Aim of the task:
Return only how many lines in the data include the string "whole".

Task data section start

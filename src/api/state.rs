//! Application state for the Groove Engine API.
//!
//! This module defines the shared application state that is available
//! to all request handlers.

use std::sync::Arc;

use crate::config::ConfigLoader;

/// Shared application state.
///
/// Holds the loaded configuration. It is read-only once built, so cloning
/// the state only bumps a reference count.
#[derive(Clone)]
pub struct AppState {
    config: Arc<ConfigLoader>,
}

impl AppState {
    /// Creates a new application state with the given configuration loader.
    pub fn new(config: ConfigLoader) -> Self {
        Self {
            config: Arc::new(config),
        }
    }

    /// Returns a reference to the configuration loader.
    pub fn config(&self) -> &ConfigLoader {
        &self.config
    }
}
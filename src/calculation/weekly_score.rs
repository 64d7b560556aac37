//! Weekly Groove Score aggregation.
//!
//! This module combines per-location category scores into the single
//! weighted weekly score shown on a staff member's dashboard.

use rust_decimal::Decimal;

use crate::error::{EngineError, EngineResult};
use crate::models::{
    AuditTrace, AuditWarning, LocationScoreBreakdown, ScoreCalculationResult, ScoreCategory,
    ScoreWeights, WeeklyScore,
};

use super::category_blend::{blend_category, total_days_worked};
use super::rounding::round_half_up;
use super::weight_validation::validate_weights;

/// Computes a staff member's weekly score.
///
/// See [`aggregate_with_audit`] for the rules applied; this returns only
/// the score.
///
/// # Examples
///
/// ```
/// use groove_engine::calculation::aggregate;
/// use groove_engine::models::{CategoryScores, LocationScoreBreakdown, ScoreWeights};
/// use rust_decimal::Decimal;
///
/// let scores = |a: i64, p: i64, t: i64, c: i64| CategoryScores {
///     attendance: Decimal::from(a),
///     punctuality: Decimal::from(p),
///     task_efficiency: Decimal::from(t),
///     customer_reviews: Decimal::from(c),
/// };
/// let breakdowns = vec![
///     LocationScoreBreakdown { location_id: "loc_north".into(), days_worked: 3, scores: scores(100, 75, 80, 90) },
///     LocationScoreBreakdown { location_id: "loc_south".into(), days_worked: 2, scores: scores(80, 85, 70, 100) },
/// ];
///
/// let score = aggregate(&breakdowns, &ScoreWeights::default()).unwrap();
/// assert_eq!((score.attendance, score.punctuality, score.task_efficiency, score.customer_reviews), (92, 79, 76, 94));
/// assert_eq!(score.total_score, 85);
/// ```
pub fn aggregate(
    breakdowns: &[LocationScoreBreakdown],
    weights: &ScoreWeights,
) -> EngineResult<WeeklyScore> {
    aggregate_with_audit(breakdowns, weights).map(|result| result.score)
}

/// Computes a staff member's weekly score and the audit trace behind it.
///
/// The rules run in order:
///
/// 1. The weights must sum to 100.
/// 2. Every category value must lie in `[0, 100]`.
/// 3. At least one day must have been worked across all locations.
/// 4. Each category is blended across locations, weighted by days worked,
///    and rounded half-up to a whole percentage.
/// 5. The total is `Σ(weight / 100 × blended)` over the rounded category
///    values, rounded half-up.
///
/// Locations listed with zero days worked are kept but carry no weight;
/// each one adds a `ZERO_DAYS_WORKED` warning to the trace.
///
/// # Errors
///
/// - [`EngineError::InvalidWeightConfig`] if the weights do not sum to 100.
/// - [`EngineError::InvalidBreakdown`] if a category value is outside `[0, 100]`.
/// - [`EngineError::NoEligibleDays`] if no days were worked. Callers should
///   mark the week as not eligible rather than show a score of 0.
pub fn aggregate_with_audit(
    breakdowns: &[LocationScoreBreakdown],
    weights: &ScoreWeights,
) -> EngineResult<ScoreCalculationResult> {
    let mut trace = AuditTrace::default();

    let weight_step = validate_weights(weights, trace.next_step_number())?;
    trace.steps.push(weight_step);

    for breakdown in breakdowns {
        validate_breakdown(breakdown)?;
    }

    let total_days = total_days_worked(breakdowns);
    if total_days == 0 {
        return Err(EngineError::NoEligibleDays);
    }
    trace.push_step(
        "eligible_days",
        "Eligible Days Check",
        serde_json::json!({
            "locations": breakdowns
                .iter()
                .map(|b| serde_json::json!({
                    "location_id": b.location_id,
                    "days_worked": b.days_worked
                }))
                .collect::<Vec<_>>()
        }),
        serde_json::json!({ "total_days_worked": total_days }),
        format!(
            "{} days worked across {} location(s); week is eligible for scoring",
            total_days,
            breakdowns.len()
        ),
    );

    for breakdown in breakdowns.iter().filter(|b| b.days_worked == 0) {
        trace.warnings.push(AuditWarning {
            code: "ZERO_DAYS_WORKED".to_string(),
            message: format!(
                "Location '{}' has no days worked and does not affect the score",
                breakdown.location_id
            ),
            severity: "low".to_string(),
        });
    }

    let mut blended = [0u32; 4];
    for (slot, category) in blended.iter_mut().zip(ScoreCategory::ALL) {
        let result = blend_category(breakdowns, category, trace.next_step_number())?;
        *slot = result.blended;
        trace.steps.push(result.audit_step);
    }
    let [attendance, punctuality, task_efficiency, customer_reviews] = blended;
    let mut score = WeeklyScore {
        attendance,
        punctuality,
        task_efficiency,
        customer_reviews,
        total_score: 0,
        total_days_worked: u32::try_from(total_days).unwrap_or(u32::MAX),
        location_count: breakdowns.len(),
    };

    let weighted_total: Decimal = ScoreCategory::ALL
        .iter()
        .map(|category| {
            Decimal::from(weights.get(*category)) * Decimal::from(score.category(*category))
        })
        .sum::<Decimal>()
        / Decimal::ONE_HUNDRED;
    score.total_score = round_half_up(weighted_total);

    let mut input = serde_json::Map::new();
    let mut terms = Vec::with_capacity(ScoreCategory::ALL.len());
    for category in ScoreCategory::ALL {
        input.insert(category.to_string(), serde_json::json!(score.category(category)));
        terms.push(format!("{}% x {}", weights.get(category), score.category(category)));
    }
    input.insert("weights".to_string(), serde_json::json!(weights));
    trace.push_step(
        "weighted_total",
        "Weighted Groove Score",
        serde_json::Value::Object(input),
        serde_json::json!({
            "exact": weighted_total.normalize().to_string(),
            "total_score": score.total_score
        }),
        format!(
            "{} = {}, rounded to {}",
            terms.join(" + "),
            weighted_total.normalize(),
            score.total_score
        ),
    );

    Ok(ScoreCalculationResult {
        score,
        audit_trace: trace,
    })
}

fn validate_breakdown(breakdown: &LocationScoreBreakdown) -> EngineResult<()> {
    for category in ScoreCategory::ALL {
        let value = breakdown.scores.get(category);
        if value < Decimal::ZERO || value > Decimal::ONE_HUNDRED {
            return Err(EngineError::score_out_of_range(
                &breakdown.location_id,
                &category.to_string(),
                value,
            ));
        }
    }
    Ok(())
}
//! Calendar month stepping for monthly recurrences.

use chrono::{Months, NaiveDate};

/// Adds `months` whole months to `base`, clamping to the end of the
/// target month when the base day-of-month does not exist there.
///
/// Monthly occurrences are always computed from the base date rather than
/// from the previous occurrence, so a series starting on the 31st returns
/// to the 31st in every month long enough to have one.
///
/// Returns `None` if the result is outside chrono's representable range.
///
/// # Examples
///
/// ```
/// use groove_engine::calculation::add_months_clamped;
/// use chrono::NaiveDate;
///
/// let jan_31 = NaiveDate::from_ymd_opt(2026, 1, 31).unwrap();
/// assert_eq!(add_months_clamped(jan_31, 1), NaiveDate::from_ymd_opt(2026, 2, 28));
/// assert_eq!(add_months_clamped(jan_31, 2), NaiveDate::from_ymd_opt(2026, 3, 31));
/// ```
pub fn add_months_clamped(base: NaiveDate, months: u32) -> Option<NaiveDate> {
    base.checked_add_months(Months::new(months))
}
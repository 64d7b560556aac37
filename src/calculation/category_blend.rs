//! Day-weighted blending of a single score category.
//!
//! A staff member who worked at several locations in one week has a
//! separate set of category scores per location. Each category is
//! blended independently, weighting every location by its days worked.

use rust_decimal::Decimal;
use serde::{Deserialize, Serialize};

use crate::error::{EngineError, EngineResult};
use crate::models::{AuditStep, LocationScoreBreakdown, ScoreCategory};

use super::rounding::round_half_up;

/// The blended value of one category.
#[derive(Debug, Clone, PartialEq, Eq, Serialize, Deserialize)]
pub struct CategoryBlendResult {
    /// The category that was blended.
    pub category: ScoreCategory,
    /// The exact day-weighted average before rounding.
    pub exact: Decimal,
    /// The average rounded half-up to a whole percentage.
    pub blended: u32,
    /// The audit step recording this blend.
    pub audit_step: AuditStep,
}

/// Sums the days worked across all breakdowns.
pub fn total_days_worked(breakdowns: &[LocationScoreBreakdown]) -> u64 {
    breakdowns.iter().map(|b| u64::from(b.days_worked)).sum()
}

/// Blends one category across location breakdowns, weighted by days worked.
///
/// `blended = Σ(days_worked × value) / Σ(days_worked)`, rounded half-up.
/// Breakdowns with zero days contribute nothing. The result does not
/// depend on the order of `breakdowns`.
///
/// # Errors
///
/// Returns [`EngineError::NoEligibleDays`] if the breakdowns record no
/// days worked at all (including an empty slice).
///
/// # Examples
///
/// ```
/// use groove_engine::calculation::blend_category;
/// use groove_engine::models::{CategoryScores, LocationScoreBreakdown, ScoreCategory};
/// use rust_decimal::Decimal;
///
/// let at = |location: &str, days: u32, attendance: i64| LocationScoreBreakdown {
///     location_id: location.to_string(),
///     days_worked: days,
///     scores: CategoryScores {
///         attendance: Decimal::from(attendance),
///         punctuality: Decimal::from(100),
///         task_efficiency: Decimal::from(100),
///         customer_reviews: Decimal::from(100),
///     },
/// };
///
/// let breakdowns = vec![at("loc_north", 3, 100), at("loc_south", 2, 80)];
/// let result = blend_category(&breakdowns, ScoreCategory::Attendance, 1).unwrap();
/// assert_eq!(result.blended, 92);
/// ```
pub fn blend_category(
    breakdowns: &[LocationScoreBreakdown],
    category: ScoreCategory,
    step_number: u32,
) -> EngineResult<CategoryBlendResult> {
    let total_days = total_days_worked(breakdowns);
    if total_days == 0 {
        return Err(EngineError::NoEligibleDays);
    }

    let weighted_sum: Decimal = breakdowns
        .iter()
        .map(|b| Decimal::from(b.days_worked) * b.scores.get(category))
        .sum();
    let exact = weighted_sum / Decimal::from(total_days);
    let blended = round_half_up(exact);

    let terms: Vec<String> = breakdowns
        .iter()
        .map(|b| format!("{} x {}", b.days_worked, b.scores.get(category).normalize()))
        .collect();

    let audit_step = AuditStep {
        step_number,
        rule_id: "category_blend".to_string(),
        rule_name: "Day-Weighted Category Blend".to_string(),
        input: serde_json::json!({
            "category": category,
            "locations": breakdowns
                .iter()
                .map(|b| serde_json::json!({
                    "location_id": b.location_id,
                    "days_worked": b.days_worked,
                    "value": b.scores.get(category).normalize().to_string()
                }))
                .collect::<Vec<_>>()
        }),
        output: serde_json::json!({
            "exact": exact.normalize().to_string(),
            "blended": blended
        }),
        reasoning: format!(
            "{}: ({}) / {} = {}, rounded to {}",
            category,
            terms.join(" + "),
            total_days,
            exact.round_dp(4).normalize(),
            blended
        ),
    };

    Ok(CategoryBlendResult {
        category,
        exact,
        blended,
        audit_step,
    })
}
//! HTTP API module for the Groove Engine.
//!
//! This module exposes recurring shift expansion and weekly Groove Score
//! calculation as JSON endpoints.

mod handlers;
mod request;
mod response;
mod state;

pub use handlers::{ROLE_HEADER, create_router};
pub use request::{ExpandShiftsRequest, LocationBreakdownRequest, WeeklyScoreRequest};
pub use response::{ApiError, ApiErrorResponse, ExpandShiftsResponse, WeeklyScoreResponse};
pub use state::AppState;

Task data section end

Output for this task:
3